- [Extracted information]
// Core data models for the emotion relay

use crate::error::{EmotionRelayError, Result};
use serde::{Deserialize, Serialize};

/// Native pixel layout of a frame as delivered by the capture side
#[derive(Clone, Copy, Debug, PartialEq, Eq, Hash, Serialize, Deserialize)]
#[serde(rename_all = "lowercase")]
pub enum PixelFormat {
    /// Planar 4:2:0: full Y plane, then quarter-size U and V planes
    I420,
    /// Semi-planar 4:2:0: Y plane, then interleaved U/V pairs
    Nv12,
    /// Semi-planar 4:2:0: Y plane, then interleaved V/U pairs (Android default)
    Nv21,
    /// Packed 4:2:2: Y0 U Y1 V per two pixels (most USB webcams)
    Yuyv,
    /// Interleaved 8-bit RGB
    Rgb8,
}

impl PixelFormat {
    /// Number of bytes a tightly packed frame of this format occupies
    pub fn frame_len(self, width: u32, height: u32) -> usize {
        let (w, h) = (width as usize, height as usize);
        match self {
            PixelFormat::I420 | PixelFormat::Nv12 | PixelFormat::Nv21 => {
                w * h + 2 * w.div_ceil(2) * h.div_ceil(2)
            }
            // Y0 U Y1 V: four bytes per horizontal pixel pair
            PixelFormat::Yuyv => 4 * w.div_ceil(2) * h,
            PixelFormat::Rgb8 => 3 * w * h,
        }
    }
}

/// Clockwise rotation needed to bring a sensor frame upright
#[derive(Clone, Copy, Debug, Default, PartialEq, Eq, Hash)]
pub enum Rotation {
    #[default]
    Deg0,
    Deg90,
    Deg180,
    Deg270,
}

impl Rotation {
    pub fn degrees(self) -> u16 {
        match self {
            Rotation::Deg0 => 0,
            Rotation::Deg90 => 90,
            Rotation::Deg180 => 180,
            Rotation::Deg270 => 270,
        }
    }

    /// Whether the rotation swaps width and height
    pub fn is_transposing(self) -> bool {
        matches!(self, Rotation::Deg90 | Rotation::Deg270)
    }
}

impl TryFrom<u16> for Rotation {
    type Error = EmotionRelayError;

    fn try_from(degrees: u16) -> Result<Self> {
        match degrees {
            0 => Ok(Rotation::Deg0),
            90 => Ok(Rotation::Deg90),
            180 => Ok(Rotation::Deg180),
            270 => Ok(Rotation::Deg270),
            other => Err(EmotionRelayError::FrameProcessing(format!(
                "unsupported rotation of {other} degrees"
            ))),
        }
    }
}

/// Represents a single camera frame in its native pixel format
#[derive(Clone, Debug)]
pub struct Frame {
    /// Raw pixel data, tightly packed
    pub data: Vec<u8>,
    /// Frame width in pixels
    pub width: u32,
    /// Frame height in pixels
    pub height: u32,
    pub format: PixelFormat,
    pub rotation: Rotation,
}

impl Frame {
    /// Creates a new Frame with the given parameters
    pub fn new(
        data: Vec<u8>,
        width: u32,
        height: u32,
        format: PixelFormat,
        rotation: Rotation,
    ) -> Self {
        Self {
            data,
            width,
            height,
            format,
            rotation,
        }
    }

    /// Wraps an already decoded RGB image, e.g. a still photo
    pub fn from_rgb_image(image: image::RgbImage) -> Self {
        let (width, height) = image.dimensions();
        Self::new(
            image.into_raw(),
            width,
            height,
            PixelFormat::Rgb8,
            Rotation::Deg0,
        )
    }

    pub fn is_empty(&self) -> bool {
        self.data.is_empty() || self.width == 0 || self.height == 0
    }
}

/// A frame on loan from the capture side.
///
/// Capture stalls until the lease is released, which happens exactly once
/// when the lease is dropped: after processing, when a newer frame replaces
/// it in the mailbox, or at shutdown.
pub struct FrameLease {
    frame: Frame,
    release: Option<Box<dyn FnOnce() + Send>>,
}

impl FrameLease {
    pub fn new(frame: Frame, release: impl FnOnce() + Send + 'static) -> Self {
        Self {
            frame,
            release: Some(Box::new(release)),
        }
    }

    /// A lease whose release signals nobody
    pub fn detached(frame: Frame) -> Self {
        Self {
            frame,
            release: None,
        }
    }

    pub fn frame(&self) -> &Frame {
        &self.frame
    }
}

impl From<Frame> for FrameLease {
    fn from(frame: Frame) -> Self {
        Self::detached(frame)
    }
}

impl Drop for FrameLease {
    fn drop(&mut self) {
        if let Some(release) = self.release.take() {
            release();
        }
    }
}

impl std::fmt::Debug for FrameLease {
    fn fmt(&self, f: &mut std::fmt::Formatter<'_>) -> std::fmt::Result {
        f.debug_struct("FrameLease")
            .field("width", &self.frame.width)
            .field("height", &self.frame.height)
            .field("format", &self.frame.format)
            .finish()
    }
}

/// Axis-aligned face region in frame pixel coordinates
#[derive(Clone, Copy, Debug, PartialEq, Eq, Hash, Serialize, Deserialize)]
pub struct BoundingBox {
    pub x: i32,
    pub y: i32,
    pub width: i32,
    pub height: i32,
}

impl BoundingBox {
    pub const fn new(x: i32, y: i32, width: i32, height: i32) -> Self {
        Self {
            x,
            y,
            width,
            height,
        }
    }

    pub fn area(&self) -> i64 {
        i64::from(self.width.max(0)) * i64::from(self.height.max(0))
    }

    /// Intersects the box with a `width` x `height` raster.
    ///
    /// Returns `(x, y, w, h)` in unsigned raster coordinates, or `None` when
    /// nothing of the box lies inside the raster.
    pub fn clamp_to(&self, width: u32, height: u32) -> Option<(u32, u32, u32, u32)> {
        let x0 = i64::from(self.x).max(0);
        let y0 = i64::from(self.y).max(0);
        let x1 = (i64::from(self.x) + i64::from(self.width)).min(i64::from(width));
        let y1 = (i64::from(self.y) + i64::from(self.height)).min(i64::from(height));
        if x1 <= x0 || y1 <= y0 {
            return None;
        }
        Some((x0 as u32, y0 as u32, (x1 - x0) as u32, (y1 - y0) as u32))
    }
}

/// Represents the detected emotional state, in the classifier's output order
#[derive(Clone, Copy, Debug, PartialEq, Eq, Hash, Serialize, Deserialize)]
#[serde(rename_all = "lowercase")]
pub enum Emotion {
    Angry,
    Disgust,
    Fear,
    Happy,
    Sad,
    Surprise,
    Neutral,
}

impl Emotion {
    /// All classes, indexed by classifier output position
    pub const ALL: [Emotion; 7] = [
        Emotion::Angry,
        Emotion::Disgust,
        Emotion::Fear,
        Emotion::Happy,
        Emotion::Sad,
        Emotion::Surprise,
        Emotion::Neutral,
    ];

    pub fn from_index(index: usize) -> Option<Self> {
        Self::ALL.get(index).copied()
    }

    pub fn index(self) -> usize {
        self as usize
    }

    pub fn label(self) -> &'static str {
        match self {
            Emotion::Angry => "angry",
            Emotion::Disgust => "disgust",
            Emotion::Fear => "fear",
            Emotion::Happy => "happy",
            Emotion::Sad => "sad",
            Emotion::Surprise => "surprise",
            Emotion::Neutral => "neutral",
        }
    }

    pub fn glyph(self) -> &'static str {
        match self {
            Emotion::Angry => "\u{1F621}",
            Emotion::Disgust => "\u{1F612}",
            Emotion::Fear => "\u{1F631}",
            Emotion::Happy => "\u{1F601}",
            Emotion::Sad => "\u{2639}",
            Emotion::Surprise => "\u{1F632}",
            Emotion::Neutral => "\u{1F610}",
        }
    }
}

impl std::fmt::Display for Emotion {
    fn fmt(&self, f: &mut std::fmt::Formatter<'_>) -> std::fmt::Result {
        f.write_str(self.label())
    }
}

/// Classifier output, one score per [`Emotion`] in table order
#[derive(Clone, Copy, Debug, PartialEq)]
pub struct ScoreVector(pub [f32; 7]);

impl ScoreVector {
    pub const LEN: usize = 7;

    /// Index of the entry exactly equal to 1.0 (the one-hot position)
    pub fn one_hot_index(&self) -> Option<usize> {
        self.0.iter().position(|&score| score == 1.0)
    }

    /// Index of the highest finite score; NaN and infinities are ignored
    pub fn argmax(&self) -> Option<usize> {
        self.0
            .iter()
            .enumerate()
            .filter(|(_, score)| score.is_finite())
            .fold(None, |best: Option<(usize, f32)>, (idx, &score)| match best {
                Some((_, top)) if top >= score => best,
                _ => Some((idx, score)),
            })
            .map(|(idx, _)| idx)
    }

    pub fn as_slice(&self) -> &[f32] {
        &self.0
    }
}

impl TryFrom<&[f32]> for ScoreVector {
    type Error = EmotionRelayError;

    fn try_from(scores: &[f32]) -> Result<Self> {
        let scores: [f32; 7] = scores.try_into().map_err(|_| {
            EmotionRelayError::Inference(format!(
                "expected {} scores, model produced {}",
                Self::LEN,
                scores.len()
            ))
        })?;
        Ok(Self(scores))
    }
}

/// Per-frame outcome published to the paired device
#[derive(Clone, Copy, Debug, PartialEq, Eq, Serialize)]
#[serde(tag = "kind", content = "emotion", rename_all = "snake_case")]
pub enum Decision {
    Label(Emotion),
    NoFace,
}

impl Decision {
    pub fn label(&self) -> &'static str {
        match self {
            Decision::Label(emotion) => emotion.label(),
            Decision::NoFace => "No Face",
        }
    }

    pub fn glyph(&self) -> &'static str {
        match self {
            Decision::Label(emotion) => emotion.glyph(),
            Decision::NoFace => "None",
        }
    }

    /// Value written to the remote store: label and glyph separated by three spaces
    pub fn display_value(&self) -> String {
        format!("{}   {}", self.label(), self.glyph())
    }
}

impl std::fmt::Display for Decision {
    fn fmt(&self, f: &mut std::fmt::Formatter<'_>) -> std::fmt::Result {
        f.write_str(&self.display_value())
    }
}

- [What to do]
Which lines of the entries above contain the string "Yuyv"? Copy each one.

- [Written answer]
    Yuyv,
            PixelFormat::Yuyv => 4 * w.div_ceil(2) * h,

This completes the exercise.